セッション記号 S (固体地球科学) » S-SS 地震学

[S-SS30_29PO1] 海溝型巨大地震の新しい描像

2014年4月29日(火) 18:15 〜 19:30 3階ポスター会場 (3F)

コンビーナ:*金川 久一(千葉大学大学院理学研究科)、古村 孝志(東京大学大学院情報学環総合防災情報研究センター)、小平 秀一(海洋研究開発機構 地球内部ダイナミクス領域)、宍倉 正展(産業技術総合研究所 活断層・地震研究センター)

18:15 〜 19:30

[SSS30-P26] 四国西部四万十帯トラバース

*大橋 聖和1金川 久一1 (1.千葉大学大学院理学研究科)

キーワード:四万十付加体, 層序外断層, メランジュ, ビトリナイト反射率, 断層岩

関東地方から九州にかけて帯状分布する四万十帯は,海洋プレートの沈み込みに伴い形成された付加コンプレックスを主体としている(平ほか, 1980).九州東部や四国中東部では,混在岩(メランジュ)帯やシュードタキライトを伴う脆性断層などの強変形帯の存在が知られており(例えばMukoyoshi et al., 2006),沈み込み境界での長期的・短期的な変形現象を記録していると考えられている.四国中部に分布するメランジュ帯は,四国西部にかけて延長して分布することがTaira et al. (1988)によって示唆されているが,当地域における地質構造の報告は乏しく,その詳細は不明である.また,埋没深度の指標となる最高被熱温度に関する研究が行われていないため,断層による熱構造ギャップの有無を議論することができない.そこで,発表者らは宇和島北方の仏像構造線以南から足摺岬までの四国西部沿岸域において四万十帯の岩相・変形マッピング,構造測定,断層記載,およびビトリナイト試料のサンプリングを行った.発表では,調査で明らかとなったメランジュ帯・脆性断層の分布と特徴,ビトリナイト反射率に基づいた最高被熱温度を示し,四国西部での広域的な構造発達史を議論する.また,高温の被熱温度を示す九州東部と,比較的低温を示す四国中部-東部との関係性についても議論する.

[引用文献]
Mukoyoshi, H., Sakaguchi, A., Otsuki, K., Hirono, T., and Soh, W., 2006, Co-seismic frictional melting along an out-of-sequence thrust in the Shimanto accretionary complex.

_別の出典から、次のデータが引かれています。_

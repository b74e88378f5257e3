#![no_main]

use libfuzzer_sys::fuzz_target;
use wmbus_radio::Packet;

fuzz_target!(|data: &[u8]| {
    // whole capture at once
    let _ = Packet::from_bytes(data).try_into_frame();

    // first byte picks the FIFO read size, the rest is streamed in
    let Some((&chunk, rest)) = data.split_first() else {
        return;
    };
    let chunk = usize::from(chunk).max(1);
    let mut packet = Packet::new();
    let mut offset = 0;

    while offset < rest.len() && packet.rx_capacity() > 0 {
        let region = packet.rx_region();
        let n = region.len().min(chunk).min(rest.len() - offset);
        region[..n].copy_from_slice(&rest[offset..offset + n]);
        packet.commit(n);
        offset += n;
        packet.calculate_payload_size();
    }

    if let Ok(frame) = packet.try_into_frame() {
        assert!(frame.size() <= frame.raw_size());
    }
});
//! # wM-Bus Error Handling
//!
//! This module defines the error types of the wmbus-radio crate. Packet
//! rejections are reported through [`DropReason`], everything else through
//! [`WMBusError`].

use crate::util::hex::HexError;
use thiserror::Error;

/// Represents the different error types that can occur outside packet conversion.
#[derive(Debug, Error)]
pub enum WMBusError {
    /// Indicates an error while reading from the radio source.
    #[error("Radio I/O error: {0}")]
    Io(#[from] std::io::Error),

    /// Indicates an invalid hexadecimal capture.
    #[error("Invalid hex capture: {0}")]
    Hex(#[from] HexError),

    /// Indicates a malformed configuration file.
    #[error("Configuration error: {0}")]
    Config(#[from] serde_json::Error),

    /// Indicates a capture line that could not be parsed.
    #[error("Invalid capture line {line}: {message}")]
    InvalidCapture { line: usize, message: String },

    /// A catch‑all error for uncategorized cases.
    #[error("Other error: {0}")]
    Other(String),
}

/// Reason a packet was discarded during conversion.
///
/// Conversion itself only reports absence of a frame; the reason travels
/// through the diagnostic sink.
#[derive(Debug, Error, Clone, PartialEq, Eq)]
pub enum DropReason {
    /// Received byte count does not match the computed packet size.
    #[error("size mismatch: expected {}, got {actual}", fmt_expected(.expected))]
    SizeMismatch {
        expected: Option<usize>,
        actual: usize,
    },

    /// The T1 payload contains an invalid 3-of-6 symbol.
    #[error("3of6 decode failed ({len} bytes)")]
    DecodeFailure { len: usize },

    /// The first byte never resolved to a link mode.
    #[error("unknown link mode")]
    UnknownLinkMode,

    /// DLL CRC check or trim failed.
    #[error("DLL CRC check failed ({len} bytes)")]
    CrcCheckFailed { len: usize },

    /// Fewer bytes than a minimal header after normalization.
    #[error("too short after normalize ({len} bytes)")]
    TooShort { len: usize },

    /// L-field announces more bytes than were received.
    #[error("L-field wants {want} bytes but have {have}")]
    LengthFieldMismatch { want: usize, have: usize },
}

fn fmt_expected(expected: &Option<usize>) -> String {
    match expected {
        Some(size) => size.to_string(),
        None => "unknown".to_string(),
    }
}

/// Result type alias using WMBusError.
pub type Result<T> = std::result::Result<T, WMBusError>;

#[cfg(test)]
mod tests {
    use super::*;

    #[test]
    fn test_drop_reason_messages() {
        let reason = DropReason::SizeMismatch {
            expected: Some(17),
            actual: 12,
        };
        assert_eq!(reason.to_string(), "size mismatch: expected 17, got 12");

        let reason = DropReason::SizeMismatch {
            expected: None,
            actual: 3,
        };
        assert_eq!(reason.to_string(), "size mismatch: expected unknown, got 3");

        let reason = DropReason::LengthFieldMismatch { want: 20, have: 14 };
        assert_eq!(reason.to_string(), "L-field wants 20 bytes but have 14");
    }

    #[test]
    fn test_hex_error_conversion() {
        let err: WMBusError = HexError::OddLength(3).into();
        assert!(matches!(err, WMBusError::Hex(HexError::OddLength(3))));
    }
}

Implications on the tsunamigenic potential of splay faults in modern subduction zones, Earth and Planet. Sci. Lett. 245, 330-343.
Taira, A., Katto, J., Tashiro, M., Okamura, M. and Kodama, K., 1988, The Shimanto Belt in Shikoku, Japan -Evolution of Cretaceous to Miocene accretionary prism. Modern Geology, 12, 5-46.
平 朝彦・田代正之・岡村 眞・甲藤次郎,1980,高知県四万十帯の地質とその起源.平 朝彦・田代正之編,四万十帯の地質学と古生物学-甲藤次郎教授還暦記念論文集,林野弘済会出版,319-389.